La Comunidad de Madrid ha decidido destinar aproximadamente 40 millones de euros a la compra de stents coronarios, dispositivos esenciales en el tratamiento de la cardiopatía isquémica en los hospitales públicos de la región. Este acuerdo, que ha sido aprobado por el Consejo de Gobierno, establece un marco de colaboración con una duración inicial de dos años, con la posibilidad de prorrogarse hasta cuatro, con el objetivo de centralizar la adquisición de estos implantes médicos y optimizar su gestión en el sistema de salud pública.
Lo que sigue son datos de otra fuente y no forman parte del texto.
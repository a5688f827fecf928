// Readers for the JSON assets of the dashboard.

use log::{debug, info, warn};
use std::collections::HashSet;
use std::path::Path;

use census_religion::*;
use serde::de::DeserializeOwned;
use serde::Deserialize;
use serde_json::Value as JSValue;
use snafu::prelude::*;

use crate::census::config_reader::{read_json_file, AssetPaths};
use crate::census::io_common::simplify_file_name;
use crate::census::{
    CensusResult, DuplicateRecordSnafu, InvalidRecordSnafu, ParsingJsonSnafu, PipelineSnafu,
};

/// A district identifier as written in the files: either a string or an integer.
#[derive(Eq, PartialEq, Debug, Clone, Deserialize)]
#[serde(untagged)]
enum RawId {
    Text(String),
    Number(u64),
}

impl RawId {
    fn into_string(self) -> String {
        match self {
            RawId::Text(s) => s,
            RawId::Number(n) => n.to_string(),
        }
    }
}

#[derive(Eq, PartialEq, Debug, Clone, Deserialize)]
struct CountyFileEntry {
    name: String,
    ids: Vec<RawId>,
}

// A table may carry only some of the religions: a missing field is None.
#[derive(PartialEq, Debug, Clone, Deserialize)]
struct YearRow {
    id: RawId,
    catholic: Option<f64>,
    calvinist: Option<f64>,
    lutheran: Option<f64>,
    orthodox_christian: Option<f64>,
    other_christian: Option<f64>,
    jewish: Option<f64>,
    other: Option<f64>,
    atheist: Option<f64>,
}

#[derive(PartialEq, Debug, Clone, Deserialize)]
struct ChangeRow {
    id: RawId,
    change_catholic: Option<f64>,
    change_calvinist: Option<f64>,
    change_lutheran: Option<f64>,
    change_orthodox_christian: Option<f64>,
    change_other_christian: Option<f64>,
    change_jewish: Option<f64>,
    change_other: Option<f64>,
    change_atheist: Option<f64>,
}

/// A row of one of the wide tables.
trait TableRow: DeserializeOwned {
    fn into_record(self) -> WideRecord;
}

impl TableRow for YearRow {
    fn into_record(self) -> WideRecord {
        let values = ReligionValues::from_partial_fn(|r| match r {
            Religion::Catholic => self.catholic,
            Religion::Calvinist => self.calvinist,
            Religion::Lutheran => self.lutheran,
            Religion::OrthodoxChristian => self.orthodox_christian,
            Religion::OtherChristian => self.other_christian,
            Religion::Jewish => self.jewish,
            Religion::Other => self.other,
            Religion::Atheist => self.atheist,
        });
        WideRecord {
            id: self.id.into_string(),
            values,
        }
    }
}

impl TableRow for ChangeRow {
    fn into_record(self) -> WideRecord {
        let values = ReligionValues::from_partial_fn(|r| match r {
            Religion::Catholic => self.change_catholic,
            Religion::Calvinist => self.change_calvinist,
            Religion::Lutheran => self.change_lutheran,
            Religion::OrthodoxChristian => self.change_orthodox_christian,
            Religion::OtherChristian => self.change_other_christian,
            Religion::Jewish => self.change_jewish,
            Religion::Other => self.change_other,
            Religion::Atheist => self.change_atheist,
        });
        WideRecord {
            id: self.id.into_string(),
            values,
        }
    }
}

/// A yearly table, joined with the counties.
#[derive(PartialEq, Debug, Clone)]
pub struct YearTable {
    pub year: CensusYear,
    pub rows: Vec<DistrictRecord>,
    pub report: JoinReport,
}

/// The change table, joined with the counties. The values are fractions.
#[derive(PartialEq, Debug, Clone)]
pub struct ChangeTable {
    pub rows: Vec<DistrictRecord>,
    pub report: JoinReport,
}

/// All the tables of the dashboard, loaded once.
#[derive(PartialEq, Debug, Clone)]
pub struct Datasets {
    pub lookup: CountyLookup,
    pub year_2011: YearTable,
    pub year_2022: YearTable,
    pub changes: ChangeTable,
    pub geojson: Option<JSValue>,
}

impl Datasets {
    pub fn table_for_year(&self, year: CensusYear) -> &YearTable {
        match year {
            CensusYear::Y2011 => &self.year_2011,
            CensusYear::Y2022 => &self.year_2022,
        }
    }
}

pub fn load_counties(path: &Path) -> CensusResult<CountyLookup> {
    info!("Attempting to read county file {:?}", path);
    let contents = read_json_file(path)?;
    let entries: Vec<CountyFileEntry> = serde_json::from_str(contents.as_str())
        .context(ParsingJsonSnafu {
            path: path.display().to_string(),
        })?;
    let entries: Vec<CountyEntry> = entries
        .into_iter()
        .map(|e| CountyEntry {
            name: e.name,
            ids: e.ids.into_iter().map(RawId::into_string).collect(),
        })
        .collect();
    CountyLookup::new(&entries).context(PipelineSnafu {})
}

fn read_wide_table<R: TableRow>(path: &Path) -> CensusResult<Vec<WideRecord>> {
    let p = path.display().to_string();
    info!("Attempting to read table {:?}", p);
    let contents = read_json_file(path)?;
    let raw_rows: Vec<JSValue> =
        serde_json::from_str(contents.as_str()).context(ParsingJsonSnafu { path: p.as_str() })?;

    let mut seen: HashSet<String> = HashSet::new();
    let mut res: Vec<WideRecord> = Vec::with_capacity(raw_rows.len());
    for (index, js) in raw_rows.into_iter().enumerate() {
        let row: R = match serde_json::from_value(js) {
            Ok(r) => r,
            Err(e) => {
                return InvalidRecordSnafu {
                    path: p.as_str(),
                    index,
                    message: e.to_string(),
                }
                .fail();
            }
        };
        let rec = row.into_record();
        if !seen.insert(rec.id.clone()) {
            return DuplicateRecordSnafu {
                path: p.as_str(),
                id: rec.id,
            }
            .fail();
        }
        res.push(rec);
    }
    debug!("read {} rows from {}", res.len(), simplify_file_name(&p));
    Ok(res)
}

fn log_columns(rows: &[DistrictRecord]) {
    let columns = table_columns(rows);
    if columns.len() < Religion::ALL.len() {
        warn!(
            "only {} religion columns: {:?}",
            columns.len(),
            columns.iter().map(|r| r.key()).collect::<Vec<&str>>()
        );
    } else {
        debug!("all religion columns present");
    }
}

pub fn load_year_table(
    assets: &AssetPaths,
    year: CensusYear,
    lookup: &CountyLookup,
    mode: JoinMode,
) -> CensusResult<YearTable> {
    let records = read_wide_table::<YearRow>(assets.year(year))?;
    let (rows, report) = lookup.join(&records, mode).context(PipelineSnafu {})?;
    info!(
        "Census {}: {} districts ({} dropped)",
        year,
        rows.len(),
        report.dropped.len()
    );
    log_columns(&rows);
    Ok(YearTable { year, rows, report })
}

pub fn load_change_table(
    assets: &AssetPaths,
    lookup: &CountyLookup,
    mode: JoinMode,
) -> CensusResult<ChangeTable> {
    let records = read_wide_table::<ChangeRow>(&assets.changes)?;
    let (rows, report) = lookup.join(&records, mode).context(PipelineSnafu {})?;
    info!(
        "Changes 2011-2022: {} districts ({} dropped)",
        rows.len(),
        report.dropped.len()
    );
    log_columns(&rows);
    Ok(ChangeTable { rows, report })
}

pub fn load_geojson(path: &Path) -> CensusResult<JSValue> {
    info!("Attempting to read boundaries {:?}", path);
    let contents = read_json_file(path)?;
    serde_json::from_str(contents.as_str()).context(ParsingJsonSnafu {
        path: path.display().to_string(),
    })
}

/// Loads every table. Any failure aborts the whole load.
pub fn load_datasets(assets: &AssetPaths, mode: JoinMode) -> CensusResult<Datasets> {
    let lookup = load_counties(&assets.counties)?;
    let year_2011 = load_year_table(assets, CensusYear::Y2011, &lookup, mode)?;
    let year_2022 = load_year_table(assets, CensusYear::Y2022, &lookup, mode)?;
    let changes = load_change_table(assets, &lookup, mode)?;
    let geojson = match &assets.geojson {
        Some(p) => Some(load_geojson(p)?),
        None => {
            info!("No district boundaries, the maps will only carry the data");
            None
        }
    };
    Ok(Datasets {
        lookup,
        year_2011,
        year_2022,
        changes,
        geojson,
    })
}

#[cfg(test)]
mod tests {
    use super::*;
    use crate::census::CensusError;
    use std::path::PathBuf;

    fn testdata_dir() -> PathBuf {
        [env!("CARGO_MANIFEST_DIR"), "testdata"].iter().collect()
    }

    fn assets() -> AssetPaths {
        AssetPaths::in_directory(&testdata_dir())
    }

    fn bad_file(name: &str) -> PathBuf {
        testdata_dir().join("bad").join(name)
    }

    #[test]
    fn counties_are_loaded() {
        let lookup = load_counties(&assets().counties).unwrap();
        assert_eq!(
            lookup.county_names(),
            &["Pest".to_string(), "Baranya".to_string(), "Fejér".to_string()]
        );
        assert_eq!(lookup.resolve("201"), Ok("Baranya"));
        assert_eq!(lookup.num_districts(), 5);
    }

    #[test]
    fn year_tables_row_counts() {
        let a = assets();
        let lookup = load_counties(&a.counties).unwrap();
        // 2011 misses 702 and has an unknown district 099.
        let t2011 = load_year_table(&a, CensusYear::Y2011, &lookup, JoinMode::Permissive).unwrap();
        assert_eq!(t2011.rows.len(), lookup.num_districts() - 1);
        assert_eq!(t2011.report.dropped, vec!["099".to_string()]);
        // The leading zeros of string identifiers are kept.
        assert!(t2011.rows.iter().all(|r| r.id != "99"));

        // 2022 writes some identifiers as integers.
        let t2022 = load_year_table(&a, CensusYear::Y2022, &lookup, JoinMode::Strict).unwrap();
        assert_eq!(t2022.rows.len(), lookup.num_districts());
        let baranya = t2022.rows.iter().find(|r| r.id == "201").unwrap();
        assert_eq!(baranya.county, "Baranya");
        assert_eq!(baranya.values.get(Religion::Catholic), Some(61000.0));
    }

    #[test]
    fn change_table_is_not_scaled() {
        let a = assets();
        let lookup = load_counties(&a.counties).unwrap();
        let changes = load_change_table(&a, &lookup, JoinMode::Strict).unwrap();
        let pest = changes.rows.iter().find(|r| r.id == "1101").unwrap();
        assert_eq!(pest.county, "Pest");
        assert_eq!(pest.values.get(Religion::Catholic), Some(-0.02));

        let long = to_long_changes(&changes.rows, &[Religion::Catholic]);
        let first = long.iter().find(|r| r.id == "1101").unwrap();
        assert_eq!(first.group.key(), "change_catholic");
        assert_eq!(first.value, -2.0);
    }

    #[test]
    fn datasets_by_year() {
        let data = load_datasets(&assets(), JoinMode::Permissive).unwrap();
        assert_eq!(data.table_for_year(CensusYear::Y2011).year, CensusYear::Y2011);
        assert_eq!(data.table_for_year(CensusYear::Y2022).year, CensusYear::Y2022);
        assert!(data.geojson.is_some());
    }

    #[test]
    fn missing_year_file() {
        let mut a = assets();
        a.year_2022 = testdata_dir().join("religious_denominations_1990.json");
        let lookup = load_counties(&a.counties).unwrap();
        let res = load_year_table(&a, CensusYear::Y2022, &lookup, JoinMode::Permissive);
        assert!(matches!(res, Err(CensusError::NotFound { .. })));
        assert!(matches!(
            load_datasets(&a, JoinMode::Permissive),
            Err(CensusError::NotFound { .. })
        ));
    }

    #[test]
    fn malformed_files() {
        let mut a = assets();
        let lookup = load_counties(&a.counties).unwrap();

        a.year_2011 = bad_file("not_json.json");
        assert!(matches!(
            load_year_table(&a, CensusYear::Y2011, &lookup, JoinMode::Permissive),
            Err(CensusError::ParsingJson { .. })
        ));

        a.year_2011 = bad_file("non_numeric_value.json");
        assert!(matches!(
            load_year_table(&a, CensusYear::Y2011, &lookup, JoinMode::Permissive),
            Err(CensusError::InvalidRecord { index: 1, .. })
        ));

        a.year_2011 = bad_file("missing_id.json");
        assert!(matches!(
            load_year_table(&a, CensusYear::Y2011, &lookup, JoinMode::Permissive),
            Err(CensusError::InvalidRecord { index: 0, .. })
        ));

        a.year_2011 = bad_file("duplicate_id.json");
        assert!(matches!(
            load_year_table(&a, CensusYear::Y2011, &lookup, JoinMode::Permissive),
            Err(CensusError::DuplicateRecord { .. })
        ));
    }

    #[test]
    fn table_with_some_columns() {
        let a = AssetPaths::in_directory(&testdata_dir().join("partial"));
        let lookup = load_counties(&a.counties).unwrap();
        let t = load_year_table(&a, CensusYear::Y2011, &lookup, JoinMode::Strict).unwrap();
        assert_eq!(t.rows.len(), 2);
        assert_eq!(table_columns(&t.rows), vec![Religion::Catholic]);
        assert_eq!(t.rows[0].values.get(Religion::Catholic), Some(100.0));
        assert_eq!(t.rows[0].values.get(Religion::Jewish), None);

        let long = to_long(&t.rows, &[Religion::Catholic, Religion::Lutheran]);
        let got: Vec<(&str, &str, f64)> = long
            .iter()
            .map(|r| (r.id.as_str(), r.county.as_str(), r.value))
            .collect();
        assert_eq!(got, vec![("001", "Pest", 100.0), ("002", "Pest", 50.0)]);
        assert!(to_long(&t.rows, &[Religion::Lutheran]).is_empty());
    }

    #[test]
    fn yearly_table_read_as_changes_has_no_columns() {
        let mut a = assets();
        let lookup = load_counties(&a.counties).unwrap();
        a.changes = assets().year_2011;
        let changes = load_change_table(&a, &lookup, JoinMode::Permissive).unwrap();
        assert_eq!(changes.rows.len(), 4);
        assert!(table_columns(&changes.rows).is_empty());
        assert!(to_long_changes(&changes.rows, &Religion::ALL).is_empty());
    }

    #[test]
    fn overlapping_counties_are_rejected() {
        let res = load_counties(&bad_file("overlapping_counties.json"));
        assert!(matches!(
            res,
            Err(CensusError::Pipeline {
                source: StatsError::DuplicateDistrict { .. }
            })
        ));
    }
}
Los stents, diseñados en forma de malla, se utilizan para mantener abiertas las arterias y asegurar un flujo sanguíneo adecuado en casos de estrechamiento u obstrucción, frecuentemente ocasionados por la acumulación de placas de colesterol. Su colocación se lleva a cabo mediante un procedimiento mínimamente invasivo, en el que se introducen a través de una arteria y se guían por el sistema vascular hacia la zona afectada. Este método es empleado tanto en situaciones de enfermedad coronaria crónica como en emergencias, como un infarto de miocardio.
Las enfermedades cardiovasculares siguen siendo una de las principales causas de atención médica en la región, y los stents representan el tratamiento intervencionista por excelencia en la sanidad pública madrileña para tratar obstrucciones coronarias. La estrategia de compra centralizada impulsada por el gobierno regional no solo asegura un suministro constante de material sanitario, sino que también mejora las condiciones económicas de adquisición y simplifica la gestión administrativa en los hospitales.
Esta iniciativa se enmarca en el esfuerzo continuo de la Comunidad de Madrid por fortalecer el sistema de salud pública y mejorar la atención a los pacientes que padecen enfermedades cardiovasculares, que son de alta prevalencia en la región.